Acordava todos os dias bem cedinho.
Era muito vaidoso, mas como muita coisa não tinha como melhorar, se arrumava bem depressa. Era só bater uma água do rosto. “No máximo um batonzinho de leve. Realça o meu sorriso. Mas não conta pra minha mãe!” Adorava roupas de tamanho menor que o adequado. Mas não adiantava, ficava tudo meio largo. Não havia lycra que fizesse uma peça de roupa colar no corpo.

Morava com a mãe.
Nair.
Diabética que há anos tinha uma ferida incurável no calcanhar e por isso não tinha muitas oportunidades de escapar do cheiro de cozinha que envolvia a casa pequena numa eterna atmosfera de fritura. Quando o sobrinho Luis cismava, passava por lá de carro e a levava à missa. Mas era raro.
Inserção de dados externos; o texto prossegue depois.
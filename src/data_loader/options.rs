// src/data_loader/options.rs
//
// Configuration surface for the loader. Builder helpers are provided so
// callers can write a fluent style:
//
// let opts = LoaderOptions::default()
//     .with_batch_size(128)
//     .drop_last(true)
//     .shuffle(true, 42)
//     .num_workers(8)
//     .prefetch(4)
//     .with_timeout(Duration::from_secs(30));

use std::sync::Arc;
use std::time::Duration;

use tokio_util::sync::CancellationToken;

use crate::constants::{AUTO_WORKER_COUNT, DEFAULT_BATCH_SIZE, DEFAULT_PREFETCH_DEPTH};

#[derive(Debug, Clone)]
pub struct LoaderOptions {
    /// Number of samples per batch.
    pub batch_size: usize,
    /// Whether to drop the final, possibly incomplete batch.
    pub drop_last: bool,
    /// If true, visit indices in a shuffled order (deterministic with `seed`).
    pub shuffle: bool,
    /// Base RNG seed used when `shuffle == true`; the per-epoch seed is
    /// derived from it. Ignored otherwise.
    pub seed: u64,
    /// Number of parallel workers. `0` means synchronous, in-stream
    /// execution with no worker tasks.
    pub num_workers: usize,
    /// Max number of in-flight batches buffered ahead of the consumer.
    pub prefetch: usize,
    /// Restrict sampling to an explicit row-index subset.
    pub subset: Option<Arc<Vec<usize>>>,
    /// Per-item fetch bound; a stalled fetch fails its batch with a
    /// timeout error. `None` waits indefinitely.
    pub timeout: Option<Duration>,
    /// Cooperative stop flag checked between items and between batches.
    pub cancellation_token: Option<CancellationToken>,
}

impl Default for LoaderOptions {
    fn default() -> Self {
        Self {
            batch_size: DEFAULT_BATCH_SIZE,
            drop_last: false,
            shuffle: false,
            seed: 0,
            num_workers: 0,
            prefetch: DEFAULT_PREFETCH_DEPTH,
            subset: None,
            timeout: None,
            cancellation_token: None,
        }
    }
}

impl LoaderOptions {
    /// Builder-style helper: change the batch size.
    pub fn with_batch_size(mut self, size: usize) -> Self {
        self.batch_size = size;
        self
    }

    /// Builder-style helper: set `drop_last`.
    pub fn drop_last(mut self, yes: bool) -> Self {
        self.drop_last = yes;
        self
    }

    /// Enable/disable shuffling and set the base seed.
    ///
    /// When `on` is false, the seed is left unchanged but ignored.
    pub fn shuffle(mut self, on: bool, seed: u64) -> Self {
        self.shuffle = on;
        if on {
            self.seed = seed;
        }
        self
    }

    /// Set the number of worker tasks used for fetching/decoding.
    ///
    /// `0` runs the whole epoch synchronously on the consumer's task.
    pub fn num_workers(mut self, n: usize) -> Self {
        self.num_workers = n;
        self
    }

    /// Use one worker per visible CPU.
    pub fn num_workers_auto(mut self) -> Self {
        self.num_workers = *AUTO_WORKER_COUNT;
        self
    }

    /// Set the number of batches allowed in flight ahead of the consumer.
    pub fn prefetch(mut self, depth: usize) -> Self {
        self.prefetch = depth;
        self
    }

    /// Restrict sampling to an explicit row-index subset.
    pub fn with_subset(mut self, indices: Vec<usize>) -> Self {
        self.subset = Some(Arc::new(indices));
        self
    }

    /// Bound each item fetch; a stall surfaces as a failed batch.
    pub fn with_timeout(mut self, timeout: Duration) -> Self {
        self.timeout = Some(timeout);
        self
    }

    /// Attach a cooperative cancellation token.
    pub fn with_cancellation_token(mut self, token: CancellationToken) -> Self {
        self.cancellation_token = Some(token);
        self
    }

    /// Explicitly run without a cancellation token.
    pub fn without_cancellation(mut self) -> Self {
        self.cancellation_token = None;
        self
    }
}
O pai de Somália tinha falecido há alguns anos. Seu Jurandir era motorista de caminhão em uma empresa de mineração. Um dia se distraiu ao dar ré à beira do buraco da pedreira. O montinho de terra improvisado, que servia pra barrar as rodas traseiras dos caminhões, com o tempo se assentou. Naquele dia não pode fazer muito. E lá se foi Seu Jurandir pedreira abaixo.

Somália também se chamava Jurandir. Herdara do pai o nome e a simpatia da vizinhança. Os mais velhos ainda o chamavam de “Dirzinho”. “Somália” era coisa recente. Apelido presente dos mais jovens que cresceram com ele e o viram se enrolar numa sexualidade que insistiam em definir como “Meio lá, meio cá.”

Somália sabia que era “Bem pra lá.”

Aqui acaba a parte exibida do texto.